* **TASK DESCRIPTION**: Take each line from the material below that includes the string "unallocated" and copy it.

* **EXTRACTED ENTRIES**:

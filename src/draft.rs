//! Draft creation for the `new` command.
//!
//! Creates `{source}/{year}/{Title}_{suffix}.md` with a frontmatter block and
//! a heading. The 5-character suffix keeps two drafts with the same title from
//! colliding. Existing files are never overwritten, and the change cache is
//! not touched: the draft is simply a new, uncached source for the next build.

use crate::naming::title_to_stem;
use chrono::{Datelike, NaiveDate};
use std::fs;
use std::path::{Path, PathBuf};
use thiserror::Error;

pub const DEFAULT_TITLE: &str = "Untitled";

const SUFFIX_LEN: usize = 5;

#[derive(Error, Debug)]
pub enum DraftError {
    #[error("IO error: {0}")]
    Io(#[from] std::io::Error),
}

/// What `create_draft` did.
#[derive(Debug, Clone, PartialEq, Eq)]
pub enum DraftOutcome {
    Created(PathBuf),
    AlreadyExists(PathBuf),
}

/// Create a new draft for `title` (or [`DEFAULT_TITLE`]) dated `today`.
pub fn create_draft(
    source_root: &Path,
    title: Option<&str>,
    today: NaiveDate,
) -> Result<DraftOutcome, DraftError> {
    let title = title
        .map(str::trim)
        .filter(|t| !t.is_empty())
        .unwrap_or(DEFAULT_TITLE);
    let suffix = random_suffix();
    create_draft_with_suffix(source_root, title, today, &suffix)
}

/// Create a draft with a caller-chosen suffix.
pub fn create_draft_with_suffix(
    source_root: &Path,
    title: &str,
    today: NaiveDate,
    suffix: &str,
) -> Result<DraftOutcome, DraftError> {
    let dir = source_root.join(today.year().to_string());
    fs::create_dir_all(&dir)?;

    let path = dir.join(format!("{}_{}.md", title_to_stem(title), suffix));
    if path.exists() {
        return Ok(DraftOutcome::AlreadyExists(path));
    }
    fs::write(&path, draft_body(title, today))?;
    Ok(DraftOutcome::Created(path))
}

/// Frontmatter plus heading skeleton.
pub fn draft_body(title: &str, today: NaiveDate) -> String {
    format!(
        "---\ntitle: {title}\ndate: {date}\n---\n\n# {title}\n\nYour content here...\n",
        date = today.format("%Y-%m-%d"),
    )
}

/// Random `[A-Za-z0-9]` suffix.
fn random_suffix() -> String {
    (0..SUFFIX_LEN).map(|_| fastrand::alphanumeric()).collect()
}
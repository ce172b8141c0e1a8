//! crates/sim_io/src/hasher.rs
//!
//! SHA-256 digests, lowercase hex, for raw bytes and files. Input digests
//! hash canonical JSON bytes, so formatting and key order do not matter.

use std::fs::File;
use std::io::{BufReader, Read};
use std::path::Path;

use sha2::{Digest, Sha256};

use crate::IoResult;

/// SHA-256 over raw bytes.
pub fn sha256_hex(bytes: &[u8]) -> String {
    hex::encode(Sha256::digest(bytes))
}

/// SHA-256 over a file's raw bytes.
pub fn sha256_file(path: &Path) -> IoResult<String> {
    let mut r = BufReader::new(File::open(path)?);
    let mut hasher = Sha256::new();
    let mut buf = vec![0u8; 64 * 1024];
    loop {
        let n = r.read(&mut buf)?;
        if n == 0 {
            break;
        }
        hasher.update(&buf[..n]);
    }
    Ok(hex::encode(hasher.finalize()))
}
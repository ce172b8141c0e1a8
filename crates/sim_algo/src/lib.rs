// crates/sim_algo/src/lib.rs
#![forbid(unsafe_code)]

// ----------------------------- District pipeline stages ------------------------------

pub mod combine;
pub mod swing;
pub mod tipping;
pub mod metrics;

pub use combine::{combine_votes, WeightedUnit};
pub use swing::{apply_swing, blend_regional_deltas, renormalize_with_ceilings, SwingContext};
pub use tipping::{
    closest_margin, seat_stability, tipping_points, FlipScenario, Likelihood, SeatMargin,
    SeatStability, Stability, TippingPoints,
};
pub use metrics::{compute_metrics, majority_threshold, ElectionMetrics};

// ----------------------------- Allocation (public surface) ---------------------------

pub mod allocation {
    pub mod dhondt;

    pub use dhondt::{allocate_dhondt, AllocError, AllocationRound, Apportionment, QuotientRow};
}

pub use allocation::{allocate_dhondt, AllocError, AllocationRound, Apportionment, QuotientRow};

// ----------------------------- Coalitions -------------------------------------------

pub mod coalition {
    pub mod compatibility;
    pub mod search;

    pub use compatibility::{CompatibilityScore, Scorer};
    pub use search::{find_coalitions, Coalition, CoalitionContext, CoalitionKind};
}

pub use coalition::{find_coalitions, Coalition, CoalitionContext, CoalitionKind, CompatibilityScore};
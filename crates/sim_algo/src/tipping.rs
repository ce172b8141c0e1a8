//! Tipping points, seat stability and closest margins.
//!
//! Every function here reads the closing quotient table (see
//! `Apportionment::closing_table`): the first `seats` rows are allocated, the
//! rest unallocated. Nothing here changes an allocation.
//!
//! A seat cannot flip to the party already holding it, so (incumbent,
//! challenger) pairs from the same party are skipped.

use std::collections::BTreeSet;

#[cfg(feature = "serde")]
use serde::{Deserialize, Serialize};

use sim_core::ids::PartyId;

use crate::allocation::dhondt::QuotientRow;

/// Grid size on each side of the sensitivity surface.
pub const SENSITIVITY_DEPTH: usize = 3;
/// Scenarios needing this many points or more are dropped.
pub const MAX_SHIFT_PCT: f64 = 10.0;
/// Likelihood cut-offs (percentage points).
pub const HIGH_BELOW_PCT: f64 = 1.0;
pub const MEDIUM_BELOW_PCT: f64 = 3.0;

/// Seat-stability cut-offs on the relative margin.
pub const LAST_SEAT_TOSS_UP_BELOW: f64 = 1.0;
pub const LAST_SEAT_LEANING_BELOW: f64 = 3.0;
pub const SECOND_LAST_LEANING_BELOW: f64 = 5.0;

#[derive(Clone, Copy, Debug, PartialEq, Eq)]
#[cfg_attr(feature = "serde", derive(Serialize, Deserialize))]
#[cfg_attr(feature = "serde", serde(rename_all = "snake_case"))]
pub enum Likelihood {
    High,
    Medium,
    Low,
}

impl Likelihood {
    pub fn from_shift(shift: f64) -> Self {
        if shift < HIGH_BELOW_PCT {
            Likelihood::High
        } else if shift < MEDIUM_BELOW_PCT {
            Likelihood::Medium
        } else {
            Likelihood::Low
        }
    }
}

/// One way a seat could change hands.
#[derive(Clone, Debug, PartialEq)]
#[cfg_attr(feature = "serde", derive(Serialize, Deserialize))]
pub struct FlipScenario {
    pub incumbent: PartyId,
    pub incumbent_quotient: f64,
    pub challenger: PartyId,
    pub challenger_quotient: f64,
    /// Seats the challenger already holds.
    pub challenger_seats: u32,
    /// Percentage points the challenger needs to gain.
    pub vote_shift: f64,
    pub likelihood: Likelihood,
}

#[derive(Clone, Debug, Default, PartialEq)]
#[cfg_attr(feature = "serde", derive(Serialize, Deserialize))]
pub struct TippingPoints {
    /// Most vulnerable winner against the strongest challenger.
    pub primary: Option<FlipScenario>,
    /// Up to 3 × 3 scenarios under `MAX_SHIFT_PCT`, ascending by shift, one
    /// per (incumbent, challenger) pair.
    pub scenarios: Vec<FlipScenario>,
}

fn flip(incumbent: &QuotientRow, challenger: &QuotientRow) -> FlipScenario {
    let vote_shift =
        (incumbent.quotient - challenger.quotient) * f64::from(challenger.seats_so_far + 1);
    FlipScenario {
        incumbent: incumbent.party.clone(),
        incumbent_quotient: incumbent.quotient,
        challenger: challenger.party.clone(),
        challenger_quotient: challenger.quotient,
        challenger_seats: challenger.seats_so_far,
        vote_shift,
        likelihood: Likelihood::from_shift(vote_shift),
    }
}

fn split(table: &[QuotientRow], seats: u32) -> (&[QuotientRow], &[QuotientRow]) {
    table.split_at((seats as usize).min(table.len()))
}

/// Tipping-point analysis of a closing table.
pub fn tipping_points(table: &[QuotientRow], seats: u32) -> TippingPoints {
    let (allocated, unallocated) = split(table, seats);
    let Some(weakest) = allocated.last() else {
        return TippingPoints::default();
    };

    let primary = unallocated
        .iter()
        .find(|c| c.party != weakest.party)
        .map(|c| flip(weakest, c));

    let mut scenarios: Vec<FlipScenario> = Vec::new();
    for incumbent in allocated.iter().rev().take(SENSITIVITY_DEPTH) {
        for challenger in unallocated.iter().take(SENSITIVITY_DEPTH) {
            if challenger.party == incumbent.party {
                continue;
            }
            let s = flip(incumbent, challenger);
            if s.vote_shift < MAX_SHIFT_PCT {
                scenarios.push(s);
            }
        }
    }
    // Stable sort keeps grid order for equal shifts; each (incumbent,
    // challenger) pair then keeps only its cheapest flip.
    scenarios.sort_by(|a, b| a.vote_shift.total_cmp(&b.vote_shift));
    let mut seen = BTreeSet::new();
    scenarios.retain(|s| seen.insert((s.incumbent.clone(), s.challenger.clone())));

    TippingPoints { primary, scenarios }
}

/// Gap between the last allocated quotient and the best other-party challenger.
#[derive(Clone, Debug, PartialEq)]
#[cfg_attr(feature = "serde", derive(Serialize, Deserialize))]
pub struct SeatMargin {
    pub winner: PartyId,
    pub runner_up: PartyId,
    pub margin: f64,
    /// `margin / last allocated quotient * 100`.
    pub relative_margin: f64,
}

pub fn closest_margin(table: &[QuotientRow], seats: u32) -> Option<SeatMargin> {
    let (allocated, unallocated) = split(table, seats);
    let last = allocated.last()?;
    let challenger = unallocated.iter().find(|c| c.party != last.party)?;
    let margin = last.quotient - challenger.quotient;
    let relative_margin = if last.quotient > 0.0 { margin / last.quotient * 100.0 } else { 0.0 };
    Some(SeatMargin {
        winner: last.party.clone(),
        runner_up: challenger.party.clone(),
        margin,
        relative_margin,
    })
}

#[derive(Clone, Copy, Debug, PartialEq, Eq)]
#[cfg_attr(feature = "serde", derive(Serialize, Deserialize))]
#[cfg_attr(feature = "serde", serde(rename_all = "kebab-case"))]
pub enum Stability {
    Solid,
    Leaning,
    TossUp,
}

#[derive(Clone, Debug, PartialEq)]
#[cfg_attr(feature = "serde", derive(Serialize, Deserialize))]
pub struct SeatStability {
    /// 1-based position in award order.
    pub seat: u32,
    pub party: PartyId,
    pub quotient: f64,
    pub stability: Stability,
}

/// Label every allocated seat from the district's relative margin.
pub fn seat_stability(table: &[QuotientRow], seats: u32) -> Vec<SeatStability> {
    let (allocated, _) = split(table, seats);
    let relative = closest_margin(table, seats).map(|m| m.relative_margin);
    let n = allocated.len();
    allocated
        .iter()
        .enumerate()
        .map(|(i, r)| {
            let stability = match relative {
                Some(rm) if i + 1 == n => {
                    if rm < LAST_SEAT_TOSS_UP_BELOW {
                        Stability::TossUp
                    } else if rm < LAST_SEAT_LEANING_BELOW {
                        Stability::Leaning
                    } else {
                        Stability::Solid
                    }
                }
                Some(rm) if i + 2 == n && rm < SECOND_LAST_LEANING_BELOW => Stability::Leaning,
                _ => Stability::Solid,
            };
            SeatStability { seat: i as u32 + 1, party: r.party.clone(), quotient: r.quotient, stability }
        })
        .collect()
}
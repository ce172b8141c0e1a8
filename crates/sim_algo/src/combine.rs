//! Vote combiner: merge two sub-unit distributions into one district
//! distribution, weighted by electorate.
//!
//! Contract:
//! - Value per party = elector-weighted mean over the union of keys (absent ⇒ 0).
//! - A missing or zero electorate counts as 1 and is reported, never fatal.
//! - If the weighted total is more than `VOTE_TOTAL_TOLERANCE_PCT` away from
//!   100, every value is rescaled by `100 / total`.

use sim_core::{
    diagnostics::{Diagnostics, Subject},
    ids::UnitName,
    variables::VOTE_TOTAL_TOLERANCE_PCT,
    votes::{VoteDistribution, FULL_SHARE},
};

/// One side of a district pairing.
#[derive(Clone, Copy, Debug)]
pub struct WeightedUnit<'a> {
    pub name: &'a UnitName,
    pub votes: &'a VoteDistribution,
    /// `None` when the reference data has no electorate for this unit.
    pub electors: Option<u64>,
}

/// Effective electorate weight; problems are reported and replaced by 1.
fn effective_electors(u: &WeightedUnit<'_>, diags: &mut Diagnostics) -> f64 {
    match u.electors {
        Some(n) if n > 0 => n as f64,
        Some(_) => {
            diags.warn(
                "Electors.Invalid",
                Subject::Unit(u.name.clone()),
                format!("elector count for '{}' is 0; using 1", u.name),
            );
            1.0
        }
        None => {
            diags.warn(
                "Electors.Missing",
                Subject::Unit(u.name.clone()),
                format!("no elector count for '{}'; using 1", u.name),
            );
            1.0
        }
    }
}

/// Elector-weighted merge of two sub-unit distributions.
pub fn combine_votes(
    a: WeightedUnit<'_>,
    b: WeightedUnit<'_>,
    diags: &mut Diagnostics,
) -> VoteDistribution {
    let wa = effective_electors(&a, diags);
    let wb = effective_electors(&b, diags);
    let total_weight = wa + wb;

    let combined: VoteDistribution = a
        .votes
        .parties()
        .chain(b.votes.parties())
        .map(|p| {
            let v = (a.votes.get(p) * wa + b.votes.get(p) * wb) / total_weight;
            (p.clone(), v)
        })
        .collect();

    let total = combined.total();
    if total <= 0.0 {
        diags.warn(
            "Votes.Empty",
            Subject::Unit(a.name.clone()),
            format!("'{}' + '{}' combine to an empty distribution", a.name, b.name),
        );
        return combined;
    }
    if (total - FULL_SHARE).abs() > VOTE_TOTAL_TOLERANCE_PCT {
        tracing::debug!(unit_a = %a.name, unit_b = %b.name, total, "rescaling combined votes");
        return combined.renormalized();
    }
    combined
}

* **EXERCISE RESPONSE**:
//! rest unallocated. Nothing here changes an allocation.
    let (allocated, unallocated) = split(table, seats);
    let primary = unallocated
        for challenger in unallocated.iter().take(SENSITIVITY_DEPTH) {
    let (allocated, unallocated) = split(table, seats);
    let challenger = unallocated.iter().find(|c| c.party != last.party)?;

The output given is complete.